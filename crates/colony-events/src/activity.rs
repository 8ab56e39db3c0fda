//! Activity Types
//!
//! Everything the engine can decide about an agent, the spawn or the
//! controller during one tick. Each variant renders to one human-readable
//! report phrase.

use serde::{Deserialize, Serialize};
use std::fmt;

/// A single decision or observation recorded in the tick report
#[derive(Debug, Clone, PartialEq, Eq, Serialize, Deserialize)]
#[serde(tag = "activity", rename_all = "snake_case")]
pub enum Activity {
    // Colony status
    SpawnStatus {
        hits: u32,
        hits_max: u32,
        energy: u32,
        energy_capacity: u32,
    },
    ControllerStatus {
        level: u8,
        progress: u32,
        progress_total: u32,
    },
    NoHomeSpawn,
    NoControllerVisible,

    // Life check
    AliveAndKicking,
    NearExpiry { ticks_to_live: u32 },
    Critical { ticks_to_live: u32 },
    NotRespawning,
    Resurrecting,
    SpawnBusy,
    SpawnLacksEnergy,
    InvalidBody,

    // Supervisor overrides
    Reassigned { from: Option<String>, to: String },

    // Shared work outcomes
    Spawning,
    Idle { role_tag: Option<String> },
    MissingHome,
    MissingFlag { flag: String },

    // Harvester
    Gathering,
    DeliveringHome,
    NoActiveSource,

    // Miner
    BoundToSource { source_id: String },
    HeadingToSource,
    Mining,
    CorruptedSourceBinding { source_id: String, cleared: bool },

    // Mule
    HeadingToPickup,
    PickingUpEnergy,
    WaitingForEnergy,
    ForgotPickup,
    HeadingToDropOff,
    TransferringToStorage,
    DroppingLoad,
    ForgotDropOff,

    // Builder
    WorksiteFinished { site_id: String },
    StaleWorksite { site_id: String, cleared: bool },
    Building { site_id: String },
    ConstructionPaused,
    Refueling,
    HeadingToRefuel,
    NoFuelAtStation,
    AwaitingInstructions,

    // Priest
    Praying,
    HeadingToController,
    CollectingForController,
    SearchingForEnergy,
    NoDroppedEnergy,
    NoControllerToWorship,

    // Closing line
    EndOfTick,
}

impl Activity {
    /// Returns true if this activity indicates the agent did nothing useful
    pub fn is_idle(&self) -> bool {
        matches!(
            self,
            Activity::Idle { .. }
                | Activity::MissingHome
                | Activity::MissingFlag { .. }
                | Activity::NoActiveSource
                | Activity::CorruptedSourceBinding { .. }
                | Activity::WaitingForEnergy
                | Activity::ForgotPickup
                | Activity::ForgotDropOff
                | Activity::ConstructionPaused
                | Activity::NoFuelAtStation
                | Activity::AwaitingInstructions
                | Activity::NoControllerToWorship
        )
    }
}

impl fmt::Display for Activity {
    fn fmt(&self, f: &mut fmt::Formatter<'_>) -> fmt::Result {
        match self {
            Activity::SpawnStatus { hits, hits_max, energy, energy_capacity } => write!(
                f,
                "health {}/{}, energy {}/{}",
                hits, hits_max, energy, energy_capacity
            ),
            Activity::ControllerStatus { level, progress, progress_total } => {
                write!(f, "level {}, progress {}/{}", level, progress, progress_total)
            }
            Activity::NoHomeSpawn => write!(f, "is nowhere to be found"),
            Activity::NoControllerVisible => write!(f, "is not visible"),
            Activity::AliveAndKicking => write!(f, "is alive and kicking"),
            Activity::NearExpiry { ticks_to_live } => {
                write!(f, "will die soon ({} ticks left)", ticks_to_live)
            }
            Activity::Critical { ticks_to_live } => {
                write!(f, "is about to expire ({} ticks left)", ticks_to_live)
            }
            Activity::NotRespawning => write!(f, "is dead and will not be respawned"),
            Activity::Resurrecting => write!(f, "is being resurrected"),
            Activity::SpawnBusy => write!(f, "cannot be created: the spawn is busy"),
            Activity::SpawnLacksEnergy => {
                write!(f, "cannot be created: the spawn does not have enough energy")
            }
            Activity::InvalidBody => {
                write!(f, "cannot be created: the spawn rejected its body composition")
            }
            Activity::Reassigned { from, to } => match from {
                Some(from) => write!(f, "was reassigned from {} to {}", from, to),
                None => write!(f, "was assigned the {} role", to),
            },
            Activity::Spawning => write!(f, "is spawning"),
            Activity::Idle { role_tag } => match role_tag {
                Some(tag) => write!(f, "has an unknown role '{}' and stays idle", tag),
                None => write!(f, "has no role and stays idle"),
            },
            Activity::MissingHome => write!(f, "has no home spawn to work for"),
            Activity::MissingFlag { flag } => write!(f, "cannot find the {} flag", flag),
            Activity::Gathering => write!(f, "is gathering energy"),
            Activity::DeliveringHome => write!(f, "is bringing energy home"),
            Activity::NoActiveSource => write!(f, "cannot find an active source"),
            Activity::BoundToSource { source_id } => {
                write!(f, "claimed the nearest source {}", source_id)
            }
            Activity::HeadingToSource => write!(f, "is heading to its source"),
            Activity::Mining => write!(f, "is happily mining away"),
            Activity::CorruptedSourceBinding { source_id, cleared } => {
                write!(f, "remembers source {} which no longer exists", source_id)?;
                if *cleared {
                    write!(f, " and forgot it")?;
                }
                Ok(())
            }
            Activity::HeadingToPickup => write!(f, "is heading over to the pickup point"),
            Activity::PickingUpEnergy => write!(f, "is picking up some energy"),
            Activity::WaitingForEnergy => write!(f, "is waiting for energy to show up"),
            Activity::ForgotPickup => write!(f, "can't remember where to pick up energy"),
            Activity::HeadingToDropOff => write!(f, "is plodding over to the drop off point"),
            Activity::TransferringToStorage => write!(f, "is transferring energy to storage"),
            Activity::DroppingLoad => write!(f, "is dropping its energy load"),
            Activity::ForgotDropOff => write!(f, "can't remember where to drop off energy"),
            Activity::WorksiteFinished { site_id } => {
                write!(f, "finished construction site {}", site_id)
            }
            Activity::StaleWorksite { site_id, cleared } => {
                write!(f, "remembers construction site {} which no longer exists", site_id)?;
                if *cleared {
                    write!(f, " and forgot it")?;
                }
                Ok(())
            }
            Activity::Building { site_id } => write!(f, "is building at site {}", site_id),
            Activity::ConstructionPaused => write!(f, "has paused construction temporarily"),
            Activity::Refueling => write!(f, "is refueling"),
            Activity::HeadingToRefuel => write!(f, "is heading over to refuel"),
            Activity::NoFuelAtStation => write!(f, "can't find any fuel at the refuel station"),
            Activity::AwaitingInstructions => write!(f, "is awaiting further instructions"),
            Activity::Praying => write!(f, "is upgrading the controller"),
            Activity::HeadingToController => write!(f, "is heading towards the controller"),
            Activity::CollectingForController => {
                write!(f, "is collecting energy for the controller")
            }
            Activity::SearchingForEnergy => {
                write!(f, "is fetching dropped energy for the controller")
            }
            Activity::NoDroppedEnergy => write!(f, "couldn't find dropped energy"),
            Activity::NoControllerToWorship => write!(f, "couldn't find a controller to upgrade"),
            Activity::EndOfTick => write!(f, "end of tick"),
        }
    }
}

#[cfg(test)]
mod tests {
    use super::*;

    #[test]
    fn test_activity_serialization_is_tagged() {
        let json = serde_json::to_string(&Activity::Building { site_id: "site-1".into() }).unwrap();
        assert_eq!(json, r#"{"activity":"building","site_id":"site-1"}"#);

        let json = serde_json::to_string(&Activity::Mining).unwrap();
        assert_eq!(json, r#"{"activity":"mining"}"#);
    }

    #[test]
    fn test_activity_deserialization() {
        let parsed: Activity =
            serde_json::from_str(r#"{"activity":"near_expiry","ticks_to_live":7}"#).unwrap();
        assert_eq!(parsed, Activity::NearExpiry { ticks_to_live: 7 });
    }

    #[test]
    fn test_no_dropped_energy_phrase() {
        assert_eq!(Activity::NoDroppedEnergy.to_string(), "couldn't find dropped energy");
    }

    #[test]
    fn test_corrupted_binding_phrase_mentions_clearing() {
        let kept = Activity::CorruptedSourceBinding { source_id: "a".into(), cleared: false };
        let healed = Activity::CorruptedSourceBinding { source_id: "a".into(), cleared: true };
        assert!(!kept.to_string().contains("forgot"));
        assert!(healed.to_string().ends_with("and forgot it"));
    }

    #[test]
    fn test_idle_classification() {
        assert!(Activity::ConstructionPaused.is_idle());
        assert!(Activity::Idle { role_tag: None }.is_idle());
        assert!(!Activity::Mining.is_idle());
        assert!(!Activity::Praying.is_idle());
    }
}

═══

Exercise →
In the entries above, restate word for word the lines between the one holding "find a controller" and the one holding "let json = serde_json::to_string(&Activity::Mining).unwrap();", inclusive, and nothing besides.

Exercise solution →
            Activity::NoControllerToWorship => write!(f, "couldn't find a controller to upgrade"),
            Activity::EndOfTick => write!(f, "end of tick"),
        }
    }
}

#[cfg(test)]
mod tests {
    use super::*;

    #[test]
    fn test_activity_serialization_is_tagged() {
        let json = serde_json::to_string(&Activity::Building { site_id: "site-1".into() }).unwrap();
        assert_eq!(json, r#"{"activity":"building","site_id":"site-1"}"#);

        let json = serde_json::to_string(&Activity::Mining).unwrap();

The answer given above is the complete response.